Aber was bedeutet das nun für unseren Planeten, die Umwelt und die Menschen?
- Dies beginnt bei der Produktion der Fasern. Für ein Kilo Baumwolle werden bei der Herstellung 11.000 Liter Wasser benötigt. Durch die Monokulturen, in denen Baumwolle in der Regel angepflanzt wird, werden die Böden ausgelaugt. 16 % aller Insektizide weltweit werden auf Baumwollfeldern versprüht und gelangen durch Regen und Bewässerung in die Böden und in den Wasserkreislauf.
- Bei der Weiterverarbeitung und Veredelung der Textilien werden teilweise hochgiftige Chemikalien verwendet (ca. 1 Kilo Chemikalien für 1 Kilo Kleidung), die wiederum die Umwelt belasten. 20 % der industriellen Wasserverschmutzung sind laut dem New Standard Institut dem Färben und Behandeln von Textilien zugeordnet. So sind in textilherstellenden Ländern wie Bangladesch teilweise die Flüsse verseucht. Die in der Nähe der Flüsse lebenden Menschen leiden unter Haut- und Atemwegserkrankungen.
- Hinzu kommen extrem lange Transportwege und hoher Energieverbrauch, weil Weben, Nähen, Färben, Verarbeiten in ganz unterschiedlichen Regionen stattfindet; je nachdem, wo die Kosten am geringsten sind. Insofern kann ein Kleidungsstück bis zu seinem endgültigen Verkauf bis zu 20.000 km zurückgelegt haben und in mit Kohleenergie betriebenen Fabriken hergestellt worden sein. 8 % des weltweiten CO2-Verbrauchs sind auf die Bekleidungs- und Schuhindustrie zurückzuführen, was mehr ausmacht als der Flug- und Schiffsverkehr zusammen.
- Eine besondere Problematik stellen Kunstfasern dar.
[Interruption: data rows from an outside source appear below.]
//! Timetable optimizer - assigns courses to rooms and timeslots under a
//! fixed set of hard constraints, then scores the result on fill rate and
//! balance.
//!
//! # Algorithm overview
//!
//! A greedy pass with retry-driven reordering (§4.3-4.5) is the baseline
//! every other strategy builds on. Two metaheuristics widen the search:
//! GRASP (§4.5.1, restarts over randomized course/slot orders with local
//! refinement) and a genetic algorithm (§4.5.2, order-crossover over
//! heuristic-seeded chromosomes). A relax/repair/CP pass (§4.6) drops the
//! hardest constraints, re-solves, repairs the result against the original
//! constraints, then runs a bounded exact pass over whatever is still
//! unassigned. Callers wanting the best available result run all of these
//! in parallel and keep the highest-scoring one (§4.7, §5).
//!
//! Feasibility failures are never represented as `Result::Err` - an
//! unsatisfiable course simply shows up in `unassigned` with a cause (§7).
//! `SchedulerError` is reserved for input validation failures and
//! save-time conflicts in the persistence bridge.
//!
//! # Example
//!
//! ```no_run
//! use timetable_optimizer::parser::load_input_from_dir;
//! use timetable_optimizer::scheduler::solve;
//! use timetable_optimizer::validator::validate_result;
//! use std::path::Path;
//!
//! let input = load_input_from_dir(Path::new("./data/demo")).unwrap();
//! let result = solve(&input.courses, &input.rooms, &input.timeslots, &input.constraints);
//! let report = validate_result(&result, &input.courses, &input.timeslots, &input.constraints);
//! println!("Valid: {}", report.is_valid);
//! ```

pub mod error;
pub mod parser;
pub mod persistence;
pub mod reporter;
pub mod scheduler;
pub mod types;
pub mod validator;

pub use error::{Result, SchedulerError};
Rund 65 % aller Textilfasern auf dem Weltmarkt sind aus synthetischen Chemiefasern, also aus Kunststoffen wie Polyester, Polyamid oder Polyacryl. Für ihre Produktion werden jährlich über 100 Millionen Tonnen Öl benötigt. Bei jedem Waschgang lösen sich Mikrofasern aus dem Stoff. Bis zu 35 % des Mikroplastiks in den Weltmeeren wird auf synthetische Textilfasern zurückgeführt.
- Die Preispolitik der Textilindustrie erzwingt eine immer kostengünstigere Herstellung. Dies verringert nicht nur die Qualität und Haltbarkeit der Ware. Es verschlechtert zunehmend die Arbeitsbedingungen der Beschäftigten, verringert den Arbeitsschutz, höhlt Arbeitsrechte aus, produziert Hungerlöhne und verhindert die Einhaltung von Umweltschutzmaßnahmen.
Im Klartext bedeutet das: Menschen verbringen ihre Tage in einer Fabrik und produzieren unter gesundheitsschädigenden Bedingungen (Staub, Lärm, Chemikalien) Waren, die niemand braucht. Sie arbeiten bis zu 16 Stunden täglich für einen Lohn, von dem sie kaum leben können. Viele haben keine Alternative, weil sie das wenige Geld, das sie verdienen, benötigen, um ihre Miete zu zahlen und Lebensmittel zu kaufen. Durch ihre Arbeit zerstören sie nicht nur ihre eigene Gesundheit, sondern auch ihre Lebensgrundlagen. Kinderarbeit ist in diesem Sektor keine Seltenheit.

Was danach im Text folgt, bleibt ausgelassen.